▶ How to complete this task
Starting at the line that contains "pub async fn" and ending at the line that contains "async fn load_from_file(path: &PathBuf)", the lines below are to be given again exactly, with nothing added.

(Saved data entries)
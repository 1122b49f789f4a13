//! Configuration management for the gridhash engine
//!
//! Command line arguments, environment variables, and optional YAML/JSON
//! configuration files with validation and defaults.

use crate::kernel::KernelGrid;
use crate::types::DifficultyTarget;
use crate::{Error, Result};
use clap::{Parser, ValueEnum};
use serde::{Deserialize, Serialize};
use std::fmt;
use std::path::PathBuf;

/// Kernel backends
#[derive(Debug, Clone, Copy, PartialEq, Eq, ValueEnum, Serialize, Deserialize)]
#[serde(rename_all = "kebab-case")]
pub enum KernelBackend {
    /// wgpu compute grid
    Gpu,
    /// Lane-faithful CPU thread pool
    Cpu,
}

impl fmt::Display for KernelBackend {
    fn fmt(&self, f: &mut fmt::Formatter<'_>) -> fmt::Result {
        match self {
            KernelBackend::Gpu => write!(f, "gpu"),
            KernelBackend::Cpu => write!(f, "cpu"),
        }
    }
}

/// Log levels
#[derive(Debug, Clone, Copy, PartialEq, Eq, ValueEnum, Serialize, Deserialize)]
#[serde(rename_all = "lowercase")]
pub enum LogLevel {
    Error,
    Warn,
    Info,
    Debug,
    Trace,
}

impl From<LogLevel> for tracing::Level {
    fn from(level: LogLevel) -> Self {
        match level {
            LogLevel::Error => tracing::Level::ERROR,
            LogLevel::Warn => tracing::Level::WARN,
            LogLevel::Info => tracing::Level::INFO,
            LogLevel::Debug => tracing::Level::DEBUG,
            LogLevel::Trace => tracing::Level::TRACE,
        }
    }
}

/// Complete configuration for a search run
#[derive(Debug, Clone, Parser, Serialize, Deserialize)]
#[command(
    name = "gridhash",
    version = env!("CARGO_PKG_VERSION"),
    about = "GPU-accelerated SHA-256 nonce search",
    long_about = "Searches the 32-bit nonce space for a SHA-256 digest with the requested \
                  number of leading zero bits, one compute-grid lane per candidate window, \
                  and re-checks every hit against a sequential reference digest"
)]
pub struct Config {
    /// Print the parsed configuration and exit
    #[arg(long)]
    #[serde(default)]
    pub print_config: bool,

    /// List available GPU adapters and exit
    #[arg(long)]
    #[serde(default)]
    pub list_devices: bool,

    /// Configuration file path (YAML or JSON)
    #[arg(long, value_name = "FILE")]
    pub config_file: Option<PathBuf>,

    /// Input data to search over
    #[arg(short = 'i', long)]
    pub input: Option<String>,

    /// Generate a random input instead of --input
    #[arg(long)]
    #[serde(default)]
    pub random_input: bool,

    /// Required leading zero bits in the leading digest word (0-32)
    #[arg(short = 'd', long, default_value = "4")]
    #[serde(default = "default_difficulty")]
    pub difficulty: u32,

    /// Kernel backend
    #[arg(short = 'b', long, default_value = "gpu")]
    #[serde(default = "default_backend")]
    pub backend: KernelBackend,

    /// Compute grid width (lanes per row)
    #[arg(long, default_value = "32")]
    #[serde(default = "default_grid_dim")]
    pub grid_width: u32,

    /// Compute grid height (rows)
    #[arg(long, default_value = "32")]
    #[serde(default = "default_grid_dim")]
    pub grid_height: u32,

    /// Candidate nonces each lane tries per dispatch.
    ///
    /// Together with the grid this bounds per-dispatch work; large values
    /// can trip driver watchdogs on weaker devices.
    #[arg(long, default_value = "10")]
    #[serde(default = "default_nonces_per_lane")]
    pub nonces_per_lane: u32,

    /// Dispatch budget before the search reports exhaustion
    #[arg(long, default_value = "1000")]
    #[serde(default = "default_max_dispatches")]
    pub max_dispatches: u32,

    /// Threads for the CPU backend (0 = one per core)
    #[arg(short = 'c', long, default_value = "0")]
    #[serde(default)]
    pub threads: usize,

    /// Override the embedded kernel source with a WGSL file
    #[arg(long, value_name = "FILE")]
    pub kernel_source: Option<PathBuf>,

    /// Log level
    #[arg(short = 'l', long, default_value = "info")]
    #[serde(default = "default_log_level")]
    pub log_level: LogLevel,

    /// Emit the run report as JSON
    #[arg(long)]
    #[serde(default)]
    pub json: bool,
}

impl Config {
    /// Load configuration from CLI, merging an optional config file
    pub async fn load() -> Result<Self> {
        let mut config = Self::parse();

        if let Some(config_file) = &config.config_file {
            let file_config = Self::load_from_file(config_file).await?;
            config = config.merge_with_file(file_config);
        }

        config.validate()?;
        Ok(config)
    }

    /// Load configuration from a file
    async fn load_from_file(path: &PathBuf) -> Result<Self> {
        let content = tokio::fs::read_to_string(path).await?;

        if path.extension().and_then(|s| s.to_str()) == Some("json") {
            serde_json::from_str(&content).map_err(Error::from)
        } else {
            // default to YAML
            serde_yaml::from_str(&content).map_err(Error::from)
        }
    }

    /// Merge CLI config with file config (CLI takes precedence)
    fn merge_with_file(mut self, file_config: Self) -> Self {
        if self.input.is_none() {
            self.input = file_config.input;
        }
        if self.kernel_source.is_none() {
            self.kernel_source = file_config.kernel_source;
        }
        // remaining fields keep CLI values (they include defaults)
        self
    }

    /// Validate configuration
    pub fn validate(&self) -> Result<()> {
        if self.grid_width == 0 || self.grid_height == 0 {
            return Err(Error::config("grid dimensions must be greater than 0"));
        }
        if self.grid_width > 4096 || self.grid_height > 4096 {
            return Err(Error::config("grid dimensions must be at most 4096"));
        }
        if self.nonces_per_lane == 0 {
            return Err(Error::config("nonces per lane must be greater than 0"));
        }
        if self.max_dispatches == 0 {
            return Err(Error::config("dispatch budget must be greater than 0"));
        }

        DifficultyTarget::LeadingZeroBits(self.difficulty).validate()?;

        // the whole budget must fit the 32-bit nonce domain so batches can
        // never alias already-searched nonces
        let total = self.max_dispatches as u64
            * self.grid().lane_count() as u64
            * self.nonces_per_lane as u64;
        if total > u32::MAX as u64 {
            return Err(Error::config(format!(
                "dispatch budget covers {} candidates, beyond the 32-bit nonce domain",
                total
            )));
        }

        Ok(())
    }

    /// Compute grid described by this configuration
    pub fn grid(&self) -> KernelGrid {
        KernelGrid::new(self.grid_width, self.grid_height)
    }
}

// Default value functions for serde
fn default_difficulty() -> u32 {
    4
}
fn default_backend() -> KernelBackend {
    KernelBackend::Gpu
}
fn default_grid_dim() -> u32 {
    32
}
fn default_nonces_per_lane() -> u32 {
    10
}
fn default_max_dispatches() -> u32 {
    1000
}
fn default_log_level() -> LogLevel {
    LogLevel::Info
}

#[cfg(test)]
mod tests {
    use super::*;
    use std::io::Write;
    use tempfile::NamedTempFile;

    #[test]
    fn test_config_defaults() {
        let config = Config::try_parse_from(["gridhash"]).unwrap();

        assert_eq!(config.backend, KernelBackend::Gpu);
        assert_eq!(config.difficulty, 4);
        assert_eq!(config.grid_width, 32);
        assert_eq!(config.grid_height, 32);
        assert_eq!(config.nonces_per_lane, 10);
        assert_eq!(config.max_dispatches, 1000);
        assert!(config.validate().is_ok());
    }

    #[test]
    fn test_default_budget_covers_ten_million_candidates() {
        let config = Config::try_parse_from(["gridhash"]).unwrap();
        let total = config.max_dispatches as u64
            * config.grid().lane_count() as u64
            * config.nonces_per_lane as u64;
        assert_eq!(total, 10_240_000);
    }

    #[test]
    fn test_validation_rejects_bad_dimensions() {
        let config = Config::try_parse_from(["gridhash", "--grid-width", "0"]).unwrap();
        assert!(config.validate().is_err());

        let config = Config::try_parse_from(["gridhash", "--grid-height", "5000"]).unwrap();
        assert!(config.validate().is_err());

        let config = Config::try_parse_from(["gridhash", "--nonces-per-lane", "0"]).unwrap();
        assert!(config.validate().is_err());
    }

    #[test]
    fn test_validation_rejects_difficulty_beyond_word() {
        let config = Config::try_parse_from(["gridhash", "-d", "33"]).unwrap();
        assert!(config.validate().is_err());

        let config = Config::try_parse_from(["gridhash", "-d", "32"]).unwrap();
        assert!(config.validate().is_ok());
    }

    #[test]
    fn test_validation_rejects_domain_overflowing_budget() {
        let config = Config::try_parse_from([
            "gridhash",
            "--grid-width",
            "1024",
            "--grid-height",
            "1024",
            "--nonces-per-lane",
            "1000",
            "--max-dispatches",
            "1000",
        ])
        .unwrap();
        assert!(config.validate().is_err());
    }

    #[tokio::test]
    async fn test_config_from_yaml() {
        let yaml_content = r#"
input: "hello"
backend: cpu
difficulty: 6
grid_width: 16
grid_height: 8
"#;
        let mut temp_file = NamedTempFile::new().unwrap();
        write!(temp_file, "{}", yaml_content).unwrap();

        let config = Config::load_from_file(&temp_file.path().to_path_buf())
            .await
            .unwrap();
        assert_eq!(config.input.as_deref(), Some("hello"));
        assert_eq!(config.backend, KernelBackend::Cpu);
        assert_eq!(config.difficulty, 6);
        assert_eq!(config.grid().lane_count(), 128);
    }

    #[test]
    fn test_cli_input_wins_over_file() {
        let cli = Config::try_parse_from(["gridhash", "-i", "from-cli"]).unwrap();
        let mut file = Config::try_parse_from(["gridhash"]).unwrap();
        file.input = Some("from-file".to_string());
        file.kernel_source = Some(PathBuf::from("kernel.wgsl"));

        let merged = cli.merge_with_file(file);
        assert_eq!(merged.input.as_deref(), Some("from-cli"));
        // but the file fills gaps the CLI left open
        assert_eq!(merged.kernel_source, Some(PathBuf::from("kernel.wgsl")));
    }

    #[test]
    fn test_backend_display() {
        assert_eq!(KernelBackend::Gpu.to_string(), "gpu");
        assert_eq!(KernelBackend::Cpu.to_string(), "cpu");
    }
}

▶ Output
    pub async fn load() -> Result<Self> {
        let mut config = Self::parse();

        if let Some(config_file) = &config.config_file {
            let file_config = Self::load_from_file(config_file).await?;
            config = config.merge_with_file(file_config);
        }

        config.validate()?;
        Ok(config)
    }

    /// Load configuration from a file
    async fn load_from_file(path: &PathBuf) -> Result<Self> {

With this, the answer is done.